ASSIGNMENT: Your task is to print the listing exactly as it stands.

TASK INPUT:
####################
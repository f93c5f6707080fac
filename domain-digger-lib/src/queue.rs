//! Queue compilation and request pacing.
//!
//! The queue is TLD-major: every word is paired with the first TLD before any
//! word is paired with the second. Pacing values are drawn per task, either
//! fixed or uniformly from an inclusive range.

use crate::config::LookupSettings;
use crate::types::LookupTask;
use rand::Rng;
use tracing::{debug, warn};

/// Pacing values for one task.
#[derive(Debug, Clone, Copy, PartialEq, Eq)]
pub struct PacingPlan {
    pub time_between_ms: u64,
    pub follow: u32,
    pub timeout_ms: u64,
}

/// Expand `domains × tlds` into fully qualified names, TLD-major.
///
/// # Examples
///
/// ```
/// use domain_digger_lib::compile_queue;
///
/// let words = vec!["a".to_string(), "b".to_string()];
/// let tlds = vec!["com".to_string(), "net".to_string()];
/// assert_eq!(
///     compile_queue(&words, &tlds, "."),
///     vec!["a.com", "b.com", "a.net", "b.net"]
/// );
/// ```
pub fn compile_queue(domains: &[String], tlds: &[String], separator: &str) -> Vec<String> {
    let mut queue = Vec::with_capacity(domains.len() * tlds.len());
    for tld in tlds {
        queue.extend(domains.iter().map(|d| format!("{}{}{}", d, separator, tld)));
    }
    debug!(
        domains = domains.len(),
        tlds = tlds.len(),
        total = queue.len(),
        "compiled queue"
    );
    queue
}

/// Apply the configured character conversion to a name or label.
///
/// - `ascii` drops non-ASCII characters
/// - `punycode` encodes each non-ASCII label as `xn--…` without normalizing
/// - `uts46` is IDNA processing with nontransitional mapping
/// - `uts46-transitional` maps the deviation characters first (ß to ss,
///   final sigma to sigma, joiners removed)
///
/// Anything else, or a name IDNA rejects, is returned unchanged.
pub fn convert_domain(domain: &str, conversion: Option<&str>) -> String {
    let converted = match conversion {
        Some("ascii") => Some(domain.chars().filter(char::is_ascii).collect()),
        Some("punycode") => punycode_labels(domain),
        Some("uts46") => idna::domain_to_ascii(domain).ok(),
        Some("uts46-transitional") => idna::domain_to_ascii(&map_deviations(domain)).ok(),
        _ => return domain.to_string(),
    };

    converted.unwrap_or_else(|| {
        warn!(domain, ?conversion, "domain conversion failed, using name as given");
        domain.to_string()
    })
}

fn punycode_labels(domain: &str) -> Option<String> {
    let labels = domain
        .split('.')
        .map(|label| {
            if label.is_ascii() {
                Some(label.to_string())
            } else {
                idna::punycode::encode_str(label).map(|encoded| format!("xn--{}", encoded))
            }
        })
        .collect::<Option<Vec<_>>>()?;
    Some(labels.join("."))
}

fn map_deviations(domain: &str) -> String {
    let mut mapped = String::with_capacity(domain.len());
    for c in domain.chars() {
        match c {
            'ß' => mapped.push_str("ss"),
            'ς' => mapped.push('σ'),
            '\u{200C}' | '\u{200D}' => {}
            other => mapped.push(other),
        }
    }
    mapped
}

/// The registrable part of `domain` under the public suffix list, e.g.
/// `shop.co.uk` for `www.shop.co.uk`. Names without one are returned as is.
pub fn registrable_domain(domain: &str) -> &str {
    psl::domain_str(domain).unwrap_or(domain)
}

/// Uniform integer in `[min, max]`, swapping reversed bounds.
pub fn random_between<R: Rng>(rng: &mut R, min: u64, max: u64) -> u64 {
    let (low, high) = if min > max { (max, min) } else { (min, max) };
    rng.random_range(low..=high)
}

/// Draw pacing for one task using the thread-local generator.
pub fn plan_pacing(settings: &LookupSettings) -> PacingPlan {
    plan_pacing_with(&mut rand::rng(), settings)
}

/// Draw pacing for one task from `rng`.
pub fn plan_pacing_with<R: Rng>(rng: &mut R, settings: &LookupSettings) -> PacingPlan {
    let general = &settings.general;

    let time_between_ms = if settings.dns_override_active() {
        general.dns_time_between_ms
    } else if settings.randomize_time_between.randomize {
        random_between(
            rng,
            settings.randomize_time_between.minimum_ms,
            settings.randomize_time_between.maximum_ms,
        )
    } else {
        general.time_between_ms
    };

    let follow = if settings.randomize_follow.randomize {
        random_between(
            rng,
            u64::from(settings.randomize_follow.minimum_depth),
            u64::from(settings.randomize_follow.maximum_depth),
        ) as u32
    } else {
        general.follow
    };

    let timeout_ms = if settings.randomize_timeout.randomize {
        random_between(
            rng,
            settings.randomize_timeout.minimum_ms,
            settings.randomize_timeout.maximum_ms,
        )
    } else {
        general.timeout_ms
    };

    PacingPlan {
        time_between_ms,
        follow,
        timeout_ms,
    }
}

/// Build tasks for `queue[start..]` with cumulative dispatch offsets.
///
/// Each task's offset is the sum of its own `time_between` and those of every
/// earlier task in this schedule, so the first task waits one interval.
pub fn build_schedule<R: Rng>(
    rng: &mut R,
    queue: &[String],
    start: usize,
    settings: &LookupSettings,
) -> Vec<LookupTask> {
    schedule_indices(rng, queue, start..queue.len(), settings)
}

/// Like [`build_schedule`], for an arbitrary ascending set of queue indices.
///
/// Indices past the end of `queue` are skipped.
pub fn schedule_indices<R, I>(
    rng: &mut R,
    queue: &[String],
    indices: I,
    settings: &LookupSettings,
) -> Vec<LookupTask>
where
    R: Rng,
    I: IntoIterator<Item = usize>,
{
    let mut offset = 0u64;
    indices
        .into_iter()
        .filter_map(|index| queue.get(index).map(|domain| (index, domain)))
        .map(|(index, domain)| {
            let plan = plan_pacing_with(rng, settings);
            offset = offset.saturating_add(plan.time_between_ms);
            LookupTask {
                domain: domain.clone(),
                index,
                dispatch_offset_ms: offset,
                follow_depth: plan.follow,
                timeout_ms: plan.timeout_ms,
            }
        })
        .collect()
}

/// Upper-bound estimate of the time a run of `total` tasks needs.
pub fn estimate_remaining_ms(total: usize, settings: &LookupSettings) -> u64 {
    let per_task = if settings.dns_override_active() {
        settings.general.dns_time_between_ms
    } else if settings.randomize_time_between.randomize {
        settings
            .randomize_time_between
            .maximum_ms
            .max(settings.randomize_time_between.minimum_ms)
    } else {
        settings.general.time_between_ms
    };

    let timeout = if settings.randomize_timeout.randomize {
        settings
            .randomize_timeout
            .maximum_ms
            .max(settings.randomize_timeout.minimum_ms)
    } else {
        settings.general.timeout_ms
    };

    (total as u64).saturating_mul(per_task).saturating_add(timeout)
}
####################
TASK RESULT:
repository f93c5f6707080fac
filename domain-digger-lib/src/queue.rs
//! Queue compilation and request pacing.
//!
//! The queue is TLD-major: every word is paired with the first TLD before any
//! word is paired with the second. Pacing values are drawn per task, either
//! fixed or uniformly from an inclusive range.

use crate::config::LookupSettings;
use crate::types::LookupTask;
use rand::Rng;
use tracing::{debug, warn};

/// Pacing values for one task.
#[derive(Debug, Clone, Copy, PartialEq, Eq)]
pub struct PacingPlan {
    pub time_between_ms: u64,
    pub follow: u32,
    pub timeout_ms: u64,
}

/// Expand `domains × tlds` into fully qualified names, TLD-major.
///
/// # Examples
///
/// ```
/// use domain_digger_lib::compile_queue;
///
/// let words = vec!["a".to_string(), "b".to_string()];
/// let tlds = vec!["com".to_string(), "net".to_string()];
/// assert_eq!(
///     compile_queue(&words, &tlds, "."),
///     vec!["a.com", "b.com", "a.net", "b.net"]
/// );
/// ```
pub fn compile_queue(domains: &[String], tlds: &[String], separator: &str) -> Vec<String> {
    let mut queue = Vec::with_capacity(domains.len() * tlds.len());
    for tld in tlds {
        queue.extend(domains.iter().map(|d| format!("{}{}{}", d, separator, tld)));
    }
    debug!(
        domains = domains.len(),
        tlds = tlds.len(),
        total = queue.len(),
        "compiled queue"
    );
    queue
}

/// Apply the configured character conversion to a name or label.
///
/// - `ascii` drops non-ASCII characters
/// - `punycode` encodes each non-ASCII label as `xn--…` without normalizing
/// - `uts46` is IDNA processing with nontransitional mapping
/// - `uts46-transitional` maps the deviation characters first (ß to ss,
///   final sigma to sigma, joiners removed)
///
/// Anything else, or a name IDNA rejects, is returned unchanged.
pub fn convert_domain(domain: &str, conversion: Option<&str>) -> String {
    let converted = match conversion {
        Some("ascii") => Some(domain.chars().filter(char::is_ascii).collect()),
        Some("punycode") => punycode_labels(domain),
        Some("uts46") => idna::domain_to_ascii(domain).ok(),
        Some("uts46-transitional") => idna::domain_to_ascii(&map_deviations(domain)).ok(),
        _ => return domain.to_string(),
    };

    converted.unwrap_or_else(|| {
        warn!(domain, ?conversion, "domain conversion failed, using name as given");
        domain.to_string()
    })
}

fn punycode_labels(domain: &str) -> Option<String> {
    let labels = domain
        .split('.')
        .map(|label| {
            if label.is_ascii() {
                Some(label.to_string())
            } else {
                idna::punycode::encode_str(label).map(|encoded| format!("xn--{}", encoded))
            }
        })
        .collect::<Option<Vec<_>>>()?;
    Some(labels.join("."))
}

fn map_deviations(domain: &str) -> String {
    let mut mapped = String::with_capacity(domain.len());
    for c in domain.chars() {
        match c {
            'ß' => mapped.push_str("ss"),
            'ς' => mapped.push('σ'),
            '\u{200C}' | '\u{200D}' => {}
            other => mapped.push(other),
        }
    }
    mapped
}

/// The registrable part of `domain` under the public suffix list, e.g.
/// `shop.co.uk` for `www.shop.co.uk`. Names without one are returned as is.
pub fn registrable_domain(domain: &str) -> &str {
    psl::domain_str(domain).unwrap_or(domain)
}

/// Uniform integer in `[min, max]`, swapping reversed bounds.
pub fn random_between<R: Rng>(rng: &mut R, min: u64, max: u64) -> u64 {
    let (low, high) = if min > max { (max, min) } else { (min, max) };
    rng.random_range(low..=high)
}

/// Draw pacing for one task using the thread-local generator.
pub fn plan_pacing(settings: &LookupSettings) -> PacingPlan {
    plan_pacing_with(&mut rand::rng(), settings)
}

/// Draw pacing for one task from `rng`.
pub fn plan_pacing_with<R: Rng>(rng: &mut R, settings: &LookupSettings) -> PacingPlan {
    let general = &settings.general;

    let time_between_ms = if settings.dns_override_active() {
        general.dns_time_between_ms
    } else if settings.randomize_time_between.randomize {
        random_between(
            rng,
            settings.randomize_time_between.minimum_ms,
            settings.randomize_time_between.maximum_ms,
        )
    } else {
        general.time_between_ms
    };

    let follow = if settings.randomize_follow.randomize {
        random_between(
            rng,
            u64::from(settings.randomize_follow.minimum_depth),
            u64::from(settings.randomize_follow.maximum_depth),
        ) as u32
    } else {
        general.follow
    };

    let timeout_ms = if settings.randomize_timeout.randomize {
        random_between(
            rng,
            settings.randomize_timeout.minimum_ms,
            settings.randomize_timeout.maximum_ms,
        )
    } else {
        general.timeout_ms
    };

    PacingPlan {
        time_between_ms,
        follow,
        timeout_ms,
    }
}

/// Build tasks for `queue[start..]` with cumulative dispatch offsets.
///
/// Each task's offset is the sum of its own `time_between` and those of every
/// earlier task in this schedule, so the first task waits one interval.
pub fn build_schedule<R: Rng>(
    rng: &mut R,
    queue: &[String],
    start: usize,
    settings: &LookupSettings,
) -> Vec<LookupTask> {
    schedule_indices(rng, queue, start..queue.len(), settings)
}

/// Like [`build_schedule`], for an arbitrary ascending set of queue indices.
///
/// Indices past the end of `queue` are skipped.
pub fn schedule_indices<R, I>(
    rng: &mut R,
    queue: &[String],
    indices: I,
    settings: &LookupSettings,
) -> Vec<LookupTask>
where
    R: Rng,
    I: IntoIterator<Item = usize>,
{
    let mut offset = 0u64;
    indices
        .into_iter()
        .filter_map(|index| queue.get(index).map(|domain| (index, domain)))
        .map(|(index, domain)| {
            let plan = plan_pacing_with(rng, settings);
            offset = offset.saturating_add(plan.time_between_ms);
            LookupTask {
                domain: domain.clone(),
                index,
                dispatch_offset_ms: offset,
                follow_depth: plan.follow,
                timeout_ms: plan.timeout_ms,
            }
        })
        .collect()
}

/// Upper-bound estimate of the time a run of `total` tasks needs.
pub fn estimate_remaining_ms(total: usize, settings: &LookupSettings) -> u64 {
    let per_task = if settings.dns_override_active() {
        settings.general.dns_time_between_ms
    } else if settings.randomize_time_between.randomize {
        settings
            .randomize_time_between
            .maximum_ms
            .max(settings.randomize_time_between.minimum_ms)
    } else {
        settings.general.time_between_ms
    };

    let timeout = if settings.randomize_timeout.randomize {
        settings
            .randomize_timeout
            .maximum_ms
            .max(settings.randomize_timeout.minimum_ms)
    } else {
        settings.general.timeout_ms
    };

    (total as u64).saturating_mul(per_task).saturating_add(timeout)
}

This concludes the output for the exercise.